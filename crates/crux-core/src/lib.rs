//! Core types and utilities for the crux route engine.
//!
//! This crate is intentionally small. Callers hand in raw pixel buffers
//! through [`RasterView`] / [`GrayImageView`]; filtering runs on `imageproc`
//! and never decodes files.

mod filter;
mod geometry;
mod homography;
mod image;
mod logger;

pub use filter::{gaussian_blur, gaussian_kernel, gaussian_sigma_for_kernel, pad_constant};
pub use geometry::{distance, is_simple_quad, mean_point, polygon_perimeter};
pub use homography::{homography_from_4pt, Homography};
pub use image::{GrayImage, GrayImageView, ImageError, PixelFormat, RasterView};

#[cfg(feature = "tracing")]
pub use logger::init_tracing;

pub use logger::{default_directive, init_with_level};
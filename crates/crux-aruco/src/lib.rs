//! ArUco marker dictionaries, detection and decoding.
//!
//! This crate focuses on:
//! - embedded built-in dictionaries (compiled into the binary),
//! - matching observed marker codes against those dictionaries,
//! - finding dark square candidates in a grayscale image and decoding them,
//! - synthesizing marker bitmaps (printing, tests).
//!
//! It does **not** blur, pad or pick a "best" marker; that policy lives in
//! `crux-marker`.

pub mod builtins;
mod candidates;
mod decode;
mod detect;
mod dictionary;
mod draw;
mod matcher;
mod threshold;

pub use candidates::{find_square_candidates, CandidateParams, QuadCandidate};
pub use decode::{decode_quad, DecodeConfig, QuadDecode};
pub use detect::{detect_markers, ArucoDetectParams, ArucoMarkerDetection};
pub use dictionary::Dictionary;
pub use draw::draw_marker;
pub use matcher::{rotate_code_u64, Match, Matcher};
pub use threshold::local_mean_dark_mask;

▬▬▬▬▬▬

- What is being asked: Every line of the data that includes the word "crux" should be copied.

- Your response:
filename crates/crux-core/src/lib.rs
//! Core types and utilities for the crux route engine.
filename crates/crux-aruco/src/lib.rs
//! `crux-marker`.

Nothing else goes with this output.